• [DATA SUPPLIED]:
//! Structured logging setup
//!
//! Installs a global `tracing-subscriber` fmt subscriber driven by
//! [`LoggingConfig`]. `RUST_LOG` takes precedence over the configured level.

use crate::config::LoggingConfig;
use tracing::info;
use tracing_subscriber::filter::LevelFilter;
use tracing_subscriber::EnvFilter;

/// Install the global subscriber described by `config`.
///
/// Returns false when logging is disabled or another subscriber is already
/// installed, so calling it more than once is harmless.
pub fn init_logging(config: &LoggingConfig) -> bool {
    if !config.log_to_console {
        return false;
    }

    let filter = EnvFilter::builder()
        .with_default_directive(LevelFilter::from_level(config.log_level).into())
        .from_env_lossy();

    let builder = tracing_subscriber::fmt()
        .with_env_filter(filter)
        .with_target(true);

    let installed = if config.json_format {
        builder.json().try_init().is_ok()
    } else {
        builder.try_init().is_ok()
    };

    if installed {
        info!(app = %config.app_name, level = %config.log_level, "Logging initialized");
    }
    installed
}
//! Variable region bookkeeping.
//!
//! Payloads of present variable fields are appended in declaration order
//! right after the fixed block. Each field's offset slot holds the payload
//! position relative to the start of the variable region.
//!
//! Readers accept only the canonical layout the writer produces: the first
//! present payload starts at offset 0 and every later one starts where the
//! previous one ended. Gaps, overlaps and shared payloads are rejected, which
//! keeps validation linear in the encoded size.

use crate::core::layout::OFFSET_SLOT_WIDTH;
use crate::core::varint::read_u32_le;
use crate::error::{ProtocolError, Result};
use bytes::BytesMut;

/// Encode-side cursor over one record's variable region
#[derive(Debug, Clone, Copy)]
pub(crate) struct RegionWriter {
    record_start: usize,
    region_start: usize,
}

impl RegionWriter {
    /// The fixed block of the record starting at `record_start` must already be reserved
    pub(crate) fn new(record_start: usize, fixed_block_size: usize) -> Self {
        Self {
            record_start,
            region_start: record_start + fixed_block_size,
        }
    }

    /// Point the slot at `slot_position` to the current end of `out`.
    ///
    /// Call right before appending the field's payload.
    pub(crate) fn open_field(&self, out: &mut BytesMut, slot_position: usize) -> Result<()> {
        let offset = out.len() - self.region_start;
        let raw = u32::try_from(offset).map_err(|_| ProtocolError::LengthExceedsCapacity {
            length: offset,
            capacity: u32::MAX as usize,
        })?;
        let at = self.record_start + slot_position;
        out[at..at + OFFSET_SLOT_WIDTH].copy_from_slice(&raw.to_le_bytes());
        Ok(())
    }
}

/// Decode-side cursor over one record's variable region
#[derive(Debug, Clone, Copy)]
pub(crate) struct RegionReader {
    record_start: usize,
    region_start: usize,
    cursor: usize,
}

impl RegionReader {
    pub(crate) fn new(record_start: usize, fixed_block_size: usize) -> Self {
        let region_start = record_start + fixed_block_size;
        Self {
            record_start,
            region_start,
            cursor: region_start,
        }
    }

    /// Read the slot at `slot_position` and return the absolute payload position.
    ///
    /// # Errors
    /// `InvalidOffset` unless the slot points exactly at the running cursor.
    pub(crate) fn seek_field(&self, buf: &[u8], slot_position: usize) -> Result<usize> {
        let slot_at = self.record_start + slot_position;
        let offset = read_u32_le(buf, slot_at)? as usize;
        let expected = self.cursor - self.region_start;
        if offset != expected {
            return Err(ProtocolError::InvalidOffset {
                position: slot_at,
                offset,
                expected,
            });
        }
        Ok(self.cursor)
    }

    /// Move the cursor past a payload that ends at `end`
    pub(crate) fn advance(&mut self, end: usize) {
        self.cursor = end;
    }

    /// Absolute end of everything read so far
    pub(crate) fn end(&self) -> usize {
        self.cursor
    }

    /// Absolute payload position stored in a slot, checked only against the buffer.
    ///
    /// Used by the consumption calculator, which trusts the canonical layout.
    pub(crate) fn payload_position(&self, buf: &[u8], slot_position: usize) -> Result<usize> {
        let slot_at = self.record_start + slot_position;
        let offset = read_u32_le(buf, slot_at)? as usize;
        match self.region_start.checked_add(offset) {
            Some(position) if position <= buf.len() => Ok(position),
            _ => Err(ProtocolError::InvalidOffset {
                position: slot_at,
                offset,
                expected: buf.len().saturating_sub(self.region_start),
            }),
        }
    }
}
...
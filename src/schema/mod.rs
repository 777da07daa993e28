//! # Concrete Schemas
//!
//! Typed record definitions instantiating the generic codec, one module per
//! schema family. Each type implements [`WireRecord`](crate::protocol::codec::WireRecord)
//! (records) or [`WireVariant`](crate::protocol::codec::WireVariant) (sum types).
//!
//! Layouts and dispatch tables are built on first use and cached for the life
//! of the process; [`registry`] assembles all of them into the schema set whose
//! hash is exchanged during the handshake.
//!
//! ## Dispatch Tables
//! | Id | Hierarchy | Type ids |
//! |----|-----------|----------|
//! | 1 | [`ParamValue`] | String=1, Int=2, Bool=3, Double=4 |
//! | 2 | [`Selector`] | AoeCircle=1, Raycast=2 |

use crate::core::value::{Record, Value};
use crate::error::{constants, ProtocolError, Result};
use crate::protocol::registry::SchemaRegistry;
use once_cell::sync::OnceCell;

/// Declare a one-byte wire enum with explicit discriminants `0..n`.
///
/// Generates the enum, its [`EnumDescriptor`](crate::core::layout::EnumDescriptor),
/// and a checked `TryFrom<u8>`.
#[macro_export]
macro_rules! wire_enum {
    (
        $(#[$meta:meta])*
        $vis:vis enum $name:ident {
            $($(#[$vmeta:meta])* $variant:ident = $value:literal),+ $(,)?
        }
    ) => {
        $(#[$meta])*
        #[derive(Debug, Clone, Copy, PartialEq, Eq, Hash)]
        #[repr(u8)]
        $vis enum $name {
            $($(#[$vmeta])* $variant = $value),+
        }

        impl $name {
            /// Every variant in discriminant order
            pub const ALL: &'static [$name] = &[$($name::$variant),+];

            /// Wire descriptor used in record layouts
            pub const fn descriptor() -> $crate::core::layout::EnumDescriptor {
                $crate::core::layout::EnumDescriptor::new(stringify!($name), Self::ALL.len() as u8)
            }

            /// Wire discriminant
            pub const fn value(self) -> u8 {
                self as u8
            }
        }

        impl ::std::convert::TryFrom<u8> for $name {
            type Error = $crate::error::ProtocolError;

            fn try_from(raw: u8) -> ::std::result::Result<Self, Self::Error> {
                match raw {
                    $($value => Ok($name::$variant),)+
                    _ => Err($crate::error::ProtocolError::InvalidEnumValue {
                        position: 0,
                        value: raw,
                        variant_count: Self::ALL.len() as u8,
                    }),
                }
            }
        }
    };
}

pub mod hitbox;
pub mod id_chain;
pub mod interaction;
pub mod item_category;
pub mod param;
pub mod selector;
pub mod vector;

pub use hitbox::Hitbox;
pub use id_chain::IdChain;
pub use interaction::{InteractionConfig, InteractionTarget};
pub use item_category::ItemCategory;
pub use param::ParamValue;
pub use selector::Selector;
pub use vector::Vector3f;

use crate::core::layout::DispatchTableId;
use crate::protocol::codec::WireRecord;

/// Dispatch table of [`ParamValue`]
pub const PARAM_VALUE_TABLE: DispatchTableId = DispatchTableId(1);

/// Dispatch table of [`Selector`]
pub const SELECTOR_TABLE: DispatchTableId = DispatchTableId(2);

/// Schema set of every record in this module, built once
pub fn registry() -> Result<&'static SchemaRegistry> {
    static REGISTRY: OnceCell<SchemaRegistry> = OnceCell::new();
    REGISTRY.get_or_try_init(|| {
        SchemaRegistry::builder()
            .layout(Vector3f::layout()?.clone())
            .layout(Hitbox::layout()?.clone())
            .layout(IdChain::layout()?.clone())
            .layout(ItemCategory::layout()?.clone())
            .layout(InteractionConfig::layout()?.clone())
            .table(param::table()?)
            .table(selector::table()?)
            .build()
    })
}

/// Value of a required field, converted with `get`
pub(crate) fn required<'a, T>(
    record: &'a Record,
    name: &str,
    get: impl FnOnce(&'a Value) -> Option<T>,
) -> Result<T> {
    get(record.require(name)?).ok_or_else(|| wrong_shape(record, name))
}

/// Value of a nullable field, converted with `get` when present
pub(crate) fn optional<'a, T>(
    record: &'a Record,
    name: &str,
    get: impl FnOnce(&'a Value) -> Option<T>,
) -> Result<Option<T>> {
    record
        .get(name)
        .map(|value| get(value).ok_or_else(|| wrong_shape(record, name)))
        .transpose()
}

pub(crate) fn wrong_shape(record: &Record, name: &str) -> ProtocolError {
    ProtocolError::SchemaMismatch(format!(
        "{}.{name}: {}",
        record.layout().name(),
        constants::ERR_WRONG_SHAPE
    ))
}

• [PROBLEM TO SOLVE]: Copy out every line from the material above where the string "right" turns up.

• [TASK RESULT]:
//! right after the fixed block. Each field's offset slot holds the payload
    /// Call right before appending the field's payload.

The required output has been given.